It does seem a laudable aim to integrate healhcare (including mental health care) and social care. Indeed, by calling it ‘whole person care’, you temporarily get round the comparison to the ‘integrated shared care plans” of  the United Staes.

The Health and Social Care Bill initially started life as the tr0jan horse of competitive markets into the NHS. Once this approach under Earl Howe blatantly fell apart, Norman Lamb was left to bring up the policy rear by talking about “integrated care”. However, the problem with integrated care is that it is yet again being launched as a launchpad for private providers to rustle together huge packages across a number of different areas through subcontracting.

Of course, one can argue that it’s great that a private provider can take control of so many different diverse services. But remember when the same argument was used to attack the NHS as ‘outdated’, ‘bloated’ and ‘Stalinist’? Such arguments for economies of scale or promotion of a coherent national health policy were jettisoned in favour of a fetish for introducing the market into the NHS at high speed. Unfortunately this policy has been totally discredited.

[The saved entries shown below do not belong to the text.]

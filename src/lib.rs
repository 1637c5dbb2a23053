//! # geocode-rs
//!
//! A thin client for the Google Geocoding API.
//!
//! The crate builds the request URL, performs one blocking HTTP call, decodes
//! the JSON response and hands back a [`Location`] bound to the first result.
//! A lookup that finds nothing, or that fails on the wire, still yields a
//! `Location`: its getters return empty strings and `0.0`, and
//! [`Location::outcome`] says what happened.
//!
//! ## Features
//!
//! - **Forgiving accessor**: probe any field without checking for a result first
//! - **Pluggable transport**: inject any [`Fetch`] implementation
//! - **Blocking HTTP**: reqwest-based [`HttpFetcher`] behind the default `http` feature
//!
//! ## Quick Start
//!
//! ```rust,no_run
//! use geocode_rs::Geocoder;
//!
//! let geocoder = Geocoder::new()?;
//! let location = geocoder.get("1600 Amphitheatre Parkway, Mountain View, CA")?;
//!
//! if location.has_result() {
//!     println!("{}", location.formatted_address());
//!     println!("{}, {}", location.latitude(), location.longitude());
//! }
//! # Ok::<(), geocode_rs::Error>(())
//! ```

#![deny(missing_docs)]
#![warn(rust_2018_idioms)]

use std::fmt;

pub mod error;
pub mod location;
pub mod request;
pub mod response;
pub mod transport;
pub mod types;

// Re-export main API
pub use error::{Error, Result};
pub use location::{Location, LookupOutcome};
pub use request::RequestBuilder;
pub use response::{AddressComponent, GeocodeResponse, GeocodeResult, GeocodeStatus};
pub use transport::Fetch;
#[cfg(feature = "http")]
pub use transport::HttpFetcher;
pub use types::*;

/// Environment variable read by [`GeocoderConfig::from_env`] for the API key.
pub const API_KEY_ENV: &str = "GOOGLE_MAPS_API_KEY";

/// Environment variable read by [`GeocoderConfig::from_env`] for the region.
pub const REGION_ENV: &str = "GOOGLE_MAPS_REGION";

/// Main entry point for geocode lookups.
///
/// A `Geocoder` holds no per-lookup state: every call to [`Geocoder::get`]
/// returns a fresh [`Location`].
///
/// # Examples
///
/// ```rust
/// use geocode_rs::{Geocoder, GeocoderConfig, Result};
///
/// let fetcher = |_url: &str| -> Result<Vec<u8>> {
///     Ok(br#"{"status":"ZERO_RESULTS","results":[]}"#.to_vec())
/// };
/// let geocoder = Geocoder::with_fetcher(GeocoderConfig::default(), fetcher);
///
/// let location = geocoder.get("an address that matches nothing")?;
/// assert!(!location.has_result());
/// assert_eq!(location.latitude(), 0.0);
/// # Ok::<(), geocode_rs::Error>(())
/// ```
pub struct Geocoder {
    config: GeocoderConfig,
    request: RequestBuilder,
    fetcher: Box<dyn Fetch>,
}

impl Geocoder {
    /// Create a geocoder with default configuration and the HTTP transport.
    ///
    /// # Errors
    ///
    /// Returns an error if the HTTP client cannot be built.
    #[cfg(feature = "http")]
    pub fn new() -> Result<Self> {
        Self::with_config(GeocoderConfig::default())
    }

    /// Create a geocoder with custom configuration and the HTTP transport.
    ///
    /// # Examples
    ///
    /// ```rust,no_run
    /// use geocode_rs::{Geocoder, GeocoderConfig};
    ///
    /// let config = GeocoderConfig::builder()
    ///     .api_key("my-api-key")
    ///     .region("us")
    ///     .timeout_seconds(10)
    ///     .build();
    ///
    /// let geocoder = Geocoder::with_config(config)?;
    /// # Ok::<(), geocode_rs::Error>(())
    /// ```
    #[cfg(feature = "http")]
    pub fn with_config(config: GeocoderConfig) -> Result<Self> {
        let fetcher = HttpFetcher::new(config.timeout_seconds, &config.user_agent)?;
        Ok(Self::with_fetcher(config, fetcher))
    }

    /// Create a geocoder that uses `fetcher` for the HTTP round trip.
    pub fn with_fetcher(config: GeocoderConfig, fetcher: impl Fetch + 'static) -> Self {
        let request = config.request_builder();
        Self {
            config,
            request,
            fetcher: Box::new(fetcher),
        }
    }

    /// Look up `address`.
    ///
    /// Transport failures, undecodable bodies and non-OK statuses are not
    /// errors: they produce an unbound [`Location`] whose
    /// [`Location::outcome`] records the cause.
    ///
    /// # Errors
    ///
    /// Returns [`Error::InvalidArgument`] if `address` is empty or blank.
    pub fn get(&self, address: &str) -> Result<Location> {
        let url = self.request.build_url(address)?;
        tracing::debug!(address, region = ?self.request.region(), "geocoding address");

        let body = match self.fetcher.fetch(&url) {
            Ok(body) => body,
            Err(e) => {
                tracing::warn!(address, error = %e, "geocode request failed");
                return Ok(Location::unbound(
                    address,
                    LookupOutcome::TransportFailed {
                        message: e.to_string(),
                    },
                ));
            }
        };

        let location = Location::from_slice(address, &body);
        if let LookupOutcome::DecodeFailed { message } = location.outcome() {
            tracing::warn!(address, error = %message, "geocode response could not be decoded");
        }
        Ok(location)
    }

    /// Look up `address`, surfacing transport and decode failures as errors.
    ///
    /// A well-formed response with a non-OK status still returns an unbound
    /// [`Location`].
    ///
    /// # Errors
    ///
    /// Returns [`Error::InvalidArgument`] for an empty address, the fetcher's
    /// error if the request fails, and [`Error::DecodeError`] if the body is
    /// not a geocode response.
    pub fn try_get(&self, address: &str) -> Result<Location> {
        let url = self.request.build_url(address)?;
        tracing::debug!(address, region = ?self.request.region(), "geocoding address");

        let body = self.fetcher.fetch(&url)?;
        let response = GeocodeResponse::from_slice(&body)
            .map_err(|e| Error::decode_error(format!("Invalid geocode response: {e}")))?;

        Ok(Location::from_response(address, response))
    }

    /// Base URL requests are built from.
    pub fn service_url(&self) -> &str {
        self.request.service_url()
    }

    /// Get the configuration used by this instance.
    pub fn config(&self) -> &GeocoderConfig {
        &self.config
    }
}

impl fmt::Debug for Geocoder {
    fn fmt(&self, f: &mut fmt::Formatter<'_>) -> fmt::Result {
        f.debug_struct("Geocoder")
            .field("config", &self.config)
            .field("request", &self.request)
            .finish_non_exhaustive()
    }
}

/// Configuration for a [`Geocoder`].
#[derive(Clone)]
pub struct GeocoderConfig {
    /// API key; switches requests to https when set
    pub api_key: Option<String>,

    /// Region hint sent with every request
    pub region: Option<String>,

    /// Endpoint host and path, without scheme
    pub endpoint: String,

    /// Timeout for the HTTP round trip
    pub timeout_seconds: u64,

    /// User agent sent by the HTTP transport
    pub user_agent: String,
}

impl Default for GeocoderConfig {
    fn default() -> Self {
        Self {
            api_key: None,
            region: None,
            endpoint: request::DEFAULT_ENDPOINT.to_string(),
            timeout_seconds: 30,
            user_agent: concat!("geocode-rs/", env!("CARGO_PKG_VERSION")).to_string(),
        }
    }
}

impl fmt::Debug for GeocoderConfig {
    fn fmt(&self, f: &mut fmt::Formatter<'_>) -> fmt::Result {
        f.debug_struct("GeocoderConfig")
            .field("api_key", &self.api_key.as_ref().map(|_| "<redacted>"))
            .field("region", &self.region)
            .field("endpoint", &self.endpoint)
            .field("timeout_seconds", &self.timeout_seconds)
            .field("user_agent", &self.user_agent)
            .finish()
    }
}

impl GeocoderConfig {
    /// Create a new configuration builder.
    ///
    /// # Examples
    ///
    /// ```rust
    /// use geocode_rs::GeocoderConfig;
    ///
    /// let config = GeocoderConfig::builder()
    ///     .region("uk")
    ///     .timeout_seconds(5)
    ///     .build();
    /// assert_eq!(config.region.as_deref(), Some("uk"));
    /// ```
    pub fn builder() -> GeocoderConfigBuilder {
        GeocoderConfigBuilder::new()
    }

    /// Default configuration with key and region taken from the environment.
    ///
    /// Reads [`API_KEY_ENV`] and [`REGION_ENV`]; unset or empty variables
    /// leave the corresponding setting empty.
    pub fn from_env() -> Self {
        Self::from_vars(|name| std::env::var(name).ok())
    }

    fn from_vars(lookup: impl Fn(&str) -> Option<String>) -> Self {
        let var = |name: &str| lookup(name).filter(|v| !v.is_empty());
        Self {
            api_key: var(API_KEY_ENV),
            region: var(REGION_ENV),
            ..Self::default()
        }
    }

    /// Request builder reflecting this configuration.
    pub fn request_builder(&self) -> RequestBuilder {
        let mut request = RequestBuilder::new().with_endpoint(self.endpoint.clone());
        request.configure(self.api_key.as_deref(), self.region.as_deref());
        request
    }
}

/// Builder for GeocoderConfig.
#[derive(Debug, Clone)]
pub struct GeocoderConfigBuilder {
    config: GeocoderConfig,
}

impl GeocoderConfigBuilder {
    /// Create a new configuration builder with default values.
    pub fn new() -> Self {
        Self {
            config: GeocoderConfig::default(),
        }
    }

    /// Set the API key.
    pub fn api_key(mut self, key: impl Into<String>) -> Self {
        self.config.api_key = Some(key.into());
        self
    }

    /// Set the region hint.
    pub fn region(mut self, region: impl Into<String>) -> Self {
        self.config.region = Some(region.into());
        self
    }

    /// Set the region hint from a [`Region`].
    pub fn region_hint(self, region: &Region) -> Self {
        self.region(region.as_str())
    }

    /// Override the endpoint host and path.
    pub fn endpoint(mut self, endpoint: impl Into<String>) -> Self {
        self.config.endpoint = endpoint.into();
        self
    }

    /// Set the HTTP timeout.
    pub fn timeout_seconds(mut self, seconds: u64) -> Self {
        self.config.timeout_seconds = seconds;
        self
    }

    /// Set the user agent.
    pub fn user_agent(mut self, user_agent: impl Into<String>) -> Self {
        self.config.user_agent = user_agent.into();
        self
    }

    /// Build the configuration.
    pub fn build(self) -> GeocoderConfig {
        self.config
    }
}

impl Default for GeocoderConfigBuilder {
    fn default() -> Self {
        Self::new()
    }
}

On the “prime contractor model”, the eminent health commentator Roy Lilley remarks:

Is this novel contacting or dumping the problem on someone else. Imaging trying to unpick a problem in the pathway. Everyone will blame someone else. This is a giant game of pass the parcel, isn’t it? The prime contractor may be accountable but they will pass the accountability up the line, delays will occur in getting answers. They will become a CCG-lite.

The prime contractor model involves a single organisation subcontracting work to other providers to integrate services across a pathway. A proportion of payments is dependent on the achievement of specific outcomes. Dozens of clinical commissioning groups are already said to be devising “innovative” contracts in which a lead provider receives an outcomes based payment to integrate an entire care pathway. For example, if the £120m deal is finalised, Circle ? which also runs Hinchingbrooke Health Care Trust ? will be financially and clinically accountable to commissioners for the whole pathway. The CCG said this previously involved 20 contracts across primary, secondary and community services. That news came after Bedfordshire CCG was named private company Circle as its preferred bidder to be “prime contractor” for an integrated musculoskeletal service.

Outsourcing companies don’t particularly appear to care what sectors they operate in, whether it’s in the running of healthcare, asylum seeking or probation services. Such an approach therefore lends itself easily to each citizen becoming a number not a name. The idea of us all having a special ‘services mastercard’ is not that far-fetched now, and if one day NHS budgeting is linked up with benefits, we’ll be yet closer to this ‘brave new world’.

In March 2012, G4S won a massive £30 million UK Border Agency contract to house asylum-seekers in the Midlands, the East of England, the North East, Yorkshire and Humberside. Using the “prime contractor model”, which G4S tells investors is “attractive”, the company granted subcontracts to UPM and the charity Migrant Help. And yet, in July 2013 Stephen Small, G4S managing director for Immigration and Borders, and Jeremy Stafford, Serco CEO for the UK and Europe were forced to defend their record before the Home Affairs Committee into the asylum system.

Serco’s evidence to the Committee revealed that in the North West it directly manages homes for asylum seekers through what the chair Keith Vaz described as ‘around twenty subcontractors from Happy Homes Ltd to First Choice Homes and Cosmopolitan Housing’.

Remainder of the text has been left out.